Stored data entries
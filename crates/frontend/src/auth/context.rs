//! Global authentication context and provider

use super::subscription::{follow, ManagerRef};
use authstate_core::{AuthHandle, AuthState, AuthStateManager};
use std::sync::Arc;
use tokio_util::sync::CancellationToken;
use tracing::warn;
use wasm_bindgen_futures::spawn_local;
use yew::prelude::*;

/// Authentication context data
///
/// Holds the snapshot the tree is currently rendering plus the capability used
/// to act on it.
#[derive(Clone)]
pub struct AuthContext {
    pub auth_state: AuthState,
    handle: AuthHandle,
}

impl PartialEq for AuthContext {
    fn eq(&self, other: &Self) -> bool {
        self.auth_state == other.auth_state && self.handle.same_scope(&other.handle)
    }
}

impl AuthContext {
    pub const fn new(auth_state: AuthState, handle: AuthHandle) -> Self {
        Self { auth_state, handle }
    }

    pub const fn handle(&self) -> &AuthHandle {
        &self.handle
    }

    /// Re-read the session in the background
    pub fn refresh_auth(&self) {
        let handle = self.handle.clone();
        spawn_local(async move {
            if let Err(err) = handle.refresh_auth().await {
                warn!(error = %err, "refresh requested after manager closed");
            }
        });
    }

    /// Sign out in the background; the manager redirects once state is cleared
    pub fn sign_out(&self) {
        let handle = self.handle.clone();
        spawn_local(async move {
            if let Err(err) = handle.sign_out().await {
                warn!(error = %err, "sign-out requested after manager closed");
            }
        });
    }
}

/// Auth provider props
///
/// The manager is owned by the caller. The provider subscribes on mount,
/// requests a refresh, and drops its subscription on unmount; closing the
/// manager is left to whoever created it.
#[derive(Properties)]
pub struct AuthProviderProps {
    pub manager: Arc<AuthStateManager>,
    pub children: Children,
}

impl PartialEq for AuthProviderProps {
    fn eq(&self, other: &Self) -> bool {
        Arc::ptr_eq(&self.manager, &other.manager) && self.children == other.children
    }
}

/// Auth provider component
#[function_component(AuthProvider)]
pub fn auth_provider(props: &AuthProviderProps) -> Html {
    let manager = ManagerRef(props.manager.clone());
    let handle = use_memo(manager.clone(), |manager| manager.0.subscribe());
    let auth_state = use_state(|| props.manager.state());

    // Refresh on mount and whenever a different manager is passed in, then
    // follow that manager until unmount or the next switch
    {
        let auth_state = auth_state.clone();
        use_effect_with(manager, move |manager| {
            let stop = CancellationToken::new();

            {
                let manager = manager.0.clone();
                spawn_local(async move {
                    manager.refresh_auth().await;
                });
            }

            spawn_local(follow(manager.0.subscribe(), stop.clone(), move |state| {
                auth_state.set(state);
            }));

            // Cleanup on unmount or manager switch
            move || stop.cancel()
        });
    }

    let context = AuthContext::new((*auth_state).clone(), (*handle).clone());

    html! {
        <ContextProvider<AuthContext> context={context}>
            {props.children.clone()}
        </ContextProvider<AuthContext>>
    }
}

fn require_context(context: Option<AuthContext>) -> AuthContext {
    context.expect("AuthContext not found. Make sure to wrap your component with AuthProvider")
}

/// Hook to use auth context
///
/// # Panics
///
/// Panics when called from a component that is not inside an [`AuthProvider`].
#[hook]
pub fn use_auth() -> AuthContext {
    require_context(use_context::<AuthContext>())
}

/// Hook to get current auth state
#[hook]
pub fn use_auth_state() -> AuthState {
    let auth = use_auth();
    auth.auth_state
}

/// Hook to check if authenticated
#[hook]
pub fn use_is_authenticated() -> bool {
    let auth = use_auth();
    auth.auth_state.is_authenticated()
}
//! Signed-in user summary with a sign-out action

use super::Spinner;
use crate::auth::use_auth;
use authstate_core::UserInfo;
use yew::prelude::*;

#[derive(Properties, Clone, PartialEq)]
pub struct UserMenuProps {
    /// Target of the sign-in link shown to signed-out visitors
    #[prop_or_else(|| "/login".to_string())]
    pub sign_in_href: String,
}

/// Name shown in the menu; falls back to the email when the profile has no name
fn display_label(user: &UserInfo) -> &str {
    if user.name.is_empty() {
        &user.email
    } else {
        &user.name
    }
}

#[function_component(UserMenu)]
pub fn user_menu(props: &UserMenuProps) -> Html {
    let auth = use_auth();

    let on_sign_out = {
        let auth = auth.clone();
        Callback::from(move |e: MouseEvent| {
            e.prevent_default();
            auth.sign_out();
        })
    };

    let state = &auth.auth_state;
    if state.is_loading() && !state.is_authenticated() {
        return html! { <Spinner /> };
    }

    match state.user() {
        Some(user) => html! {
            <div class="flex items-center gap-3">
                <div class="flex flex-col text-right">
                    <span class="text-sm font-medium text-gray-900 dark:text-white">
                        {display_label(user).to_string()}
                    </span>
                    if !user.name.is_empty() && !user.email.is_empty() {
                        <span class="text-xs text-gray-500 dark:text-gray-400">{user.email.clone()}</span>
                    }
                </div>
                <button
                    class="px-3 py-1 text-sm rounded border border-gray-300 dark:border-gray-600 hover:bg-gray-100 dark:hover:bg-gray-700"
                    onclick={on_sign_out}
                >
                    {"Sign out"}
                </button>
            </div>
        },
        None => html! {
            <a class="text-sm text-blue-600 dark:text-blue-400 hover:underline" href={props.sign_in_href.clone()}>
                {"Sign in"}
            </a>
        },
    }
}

* * *

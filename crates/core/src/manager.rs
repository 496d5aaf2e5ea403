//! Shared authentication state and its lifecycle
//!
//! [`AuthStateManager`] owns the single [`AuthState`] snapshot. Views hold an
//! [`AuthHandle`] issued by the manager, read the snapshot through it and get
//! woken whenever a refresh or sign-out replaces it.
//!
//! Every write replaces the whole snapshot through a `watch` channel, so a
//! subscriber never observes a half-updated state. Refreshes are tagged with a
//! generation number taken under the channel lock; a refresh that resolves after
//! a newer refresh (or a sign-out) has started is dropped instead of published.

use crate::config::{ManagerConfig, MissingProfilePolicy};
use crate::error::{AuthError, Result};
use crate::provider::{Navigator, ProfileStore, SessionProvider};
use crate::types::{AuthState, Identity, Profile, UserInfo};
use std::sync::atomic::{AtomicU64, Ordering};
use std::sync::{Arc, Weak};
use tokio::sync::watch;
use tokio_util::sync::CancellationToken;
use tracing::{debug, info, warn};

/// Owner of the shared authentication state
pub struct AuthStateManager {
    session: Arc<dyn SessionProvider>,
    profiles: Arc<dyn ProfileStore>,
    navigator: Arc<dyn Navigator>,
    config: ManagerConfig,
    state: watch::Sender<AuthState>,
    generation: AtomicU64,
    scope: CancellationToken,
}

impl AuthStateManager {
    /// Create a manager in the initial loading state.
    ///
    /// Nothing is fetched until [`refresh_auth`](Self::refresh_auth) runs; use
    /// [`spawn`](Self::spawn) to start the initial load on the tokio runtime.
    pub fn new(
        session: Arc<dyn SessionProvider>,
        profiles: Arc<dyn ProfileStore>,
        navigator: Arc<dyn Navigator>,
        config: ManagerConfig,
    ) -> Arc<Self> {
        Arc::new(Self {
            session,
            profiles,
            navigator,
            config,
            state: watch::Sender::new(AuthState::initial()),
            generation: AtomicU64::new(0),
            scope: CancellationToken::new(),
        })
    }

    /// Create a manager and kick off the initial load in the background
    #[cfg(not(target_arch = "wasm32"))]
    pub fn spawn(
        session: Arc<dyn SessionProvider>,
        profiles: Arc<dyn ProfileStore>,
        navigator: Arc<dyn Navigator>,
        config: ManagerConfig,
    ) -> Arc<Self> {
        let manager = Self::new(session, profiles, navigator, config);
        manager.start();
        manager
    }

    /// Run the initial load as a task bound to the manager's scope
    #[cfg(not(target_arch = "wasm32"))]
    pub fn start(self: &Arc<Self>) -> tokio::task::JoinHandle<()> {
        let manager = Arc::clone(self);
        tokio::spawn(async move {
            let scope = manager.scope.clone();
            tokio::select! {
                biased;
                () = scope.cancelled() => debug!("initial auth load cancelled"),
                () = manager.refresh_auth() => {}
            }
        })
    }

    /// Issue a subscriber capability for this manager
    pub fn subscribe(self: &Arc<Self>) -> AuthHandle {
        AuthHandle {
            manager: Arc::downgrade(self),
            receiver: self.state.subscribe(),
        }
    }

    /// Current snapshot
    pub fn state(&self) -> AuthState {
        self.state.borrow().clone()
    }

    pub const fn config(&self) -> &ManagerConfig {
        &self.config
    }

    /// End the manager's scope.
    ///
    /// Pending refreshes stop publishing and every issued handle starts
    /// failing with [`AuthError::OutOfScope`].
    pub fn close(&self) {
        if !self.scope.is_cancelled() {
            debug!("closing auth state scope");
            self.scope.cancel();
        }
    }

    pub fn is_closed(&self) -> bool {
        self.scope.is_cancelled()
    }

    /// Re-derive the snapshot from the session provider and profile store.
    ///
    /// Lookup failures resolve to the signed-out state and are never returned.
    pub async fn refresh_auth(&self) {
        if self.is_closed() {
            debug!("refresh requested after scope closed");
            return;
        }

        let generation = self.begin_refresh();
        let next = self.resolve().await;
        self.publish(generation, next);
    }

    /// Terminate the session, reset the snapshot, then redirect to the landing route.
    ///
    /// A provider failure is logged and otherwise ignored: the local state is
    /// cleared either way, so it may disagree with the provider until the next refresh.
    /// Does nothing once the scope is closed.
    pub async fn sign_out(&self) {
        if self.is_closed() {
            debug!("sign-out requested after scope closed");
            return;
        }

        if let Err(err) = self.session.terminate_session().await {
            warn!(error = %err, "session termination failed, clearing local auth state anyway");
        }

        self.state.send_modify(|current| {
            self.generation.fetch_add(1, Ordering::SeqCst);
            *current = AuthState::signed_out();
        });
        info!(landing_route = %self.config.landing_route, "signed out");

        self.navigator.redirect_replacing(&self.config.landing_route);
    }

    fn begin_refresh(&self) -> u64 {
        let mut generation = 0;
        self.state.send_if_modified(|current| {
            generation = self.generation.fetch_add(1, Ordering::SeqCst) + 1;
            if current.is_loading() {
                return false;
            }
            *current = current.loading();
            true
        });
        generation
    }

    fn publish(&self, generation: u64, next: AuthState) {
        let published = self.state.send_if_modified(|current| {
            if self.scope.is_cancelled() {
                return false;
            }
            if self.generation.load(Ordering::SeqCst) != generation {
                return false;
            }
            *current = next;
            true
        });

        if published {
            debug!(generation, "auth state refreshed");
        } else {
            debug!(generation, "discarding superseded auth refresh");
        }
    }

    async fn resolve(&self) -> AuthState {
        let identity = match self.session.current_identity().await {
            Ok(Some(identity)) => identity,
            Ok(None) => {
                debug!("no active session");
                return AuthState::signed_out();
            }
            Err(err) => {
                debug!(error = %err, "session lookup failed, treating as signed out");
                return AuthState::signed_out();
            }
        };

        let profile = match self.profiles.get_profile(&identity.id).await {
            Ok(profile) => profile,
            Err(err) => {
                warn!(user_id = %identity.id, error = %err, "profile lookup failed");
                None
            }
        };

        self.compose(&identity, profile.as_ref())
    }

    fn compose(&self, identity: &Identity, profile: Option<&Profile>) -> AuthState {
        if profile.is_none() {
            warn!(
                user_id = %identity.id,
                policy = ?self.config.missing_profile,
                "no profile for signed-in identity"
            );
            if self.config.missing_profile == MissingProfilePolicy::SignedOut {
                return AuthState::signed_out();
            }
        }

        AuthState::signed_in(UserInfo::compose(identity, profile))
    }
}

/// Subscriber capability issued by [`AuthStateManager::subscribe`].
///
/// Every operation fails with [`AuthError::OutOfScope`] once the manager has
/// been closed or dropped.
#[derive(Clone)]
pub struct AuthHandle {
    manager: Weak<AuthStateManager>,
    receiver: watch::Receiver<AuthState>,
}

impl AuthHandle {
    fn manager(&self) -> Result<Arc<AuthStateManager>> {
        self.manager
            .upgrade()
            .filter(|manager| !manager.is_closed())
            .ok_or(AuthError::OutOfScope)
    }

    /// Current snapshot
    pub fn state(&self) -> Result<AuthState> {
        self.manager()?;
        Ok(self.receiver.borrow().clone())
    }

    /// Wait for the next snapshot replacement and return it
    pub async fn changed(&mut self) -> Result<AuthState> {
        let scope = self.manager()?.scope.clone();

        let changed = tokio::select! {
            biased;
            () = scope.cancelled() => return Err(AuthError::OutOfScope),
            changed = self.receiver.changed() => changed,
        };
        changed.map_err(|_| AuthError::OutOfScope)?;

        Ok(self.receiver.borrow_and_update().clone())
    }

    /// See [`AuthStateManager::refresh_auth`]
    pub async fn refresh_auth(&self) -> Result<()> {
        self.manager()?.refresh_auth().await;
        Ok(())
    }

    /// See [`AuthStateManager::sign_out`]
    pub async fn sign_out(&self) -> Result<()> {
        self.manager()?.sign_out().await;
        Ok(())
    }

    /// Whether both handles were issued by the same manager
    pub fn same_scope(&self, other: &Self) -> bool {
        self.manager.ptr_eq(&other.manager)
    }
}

▶ Required action: Look above for the line holding "filename crates/frontend/src/auth/context.rs" and the line holding "the capability used". Retype both, and every line between them, word for word and nothing else.

▶ Exercise result:
filename crates/frontend/src/auth/context.rs
//! Global authentication context and provider

use super::subscription::{follow, ManagerRef};
use authstate_core::{AuthHandle, AuthState, AuthStateManager};
use std::sync::Arc;
use tokio_util::sync::CancellationToken;
use tracing::warn;
use wasm_bindgen_futures::spawn_local;
use yew::prelude::*;

/// Authentication context data
///
/// Holds the snapshot the tree is currently rendering plus the capability used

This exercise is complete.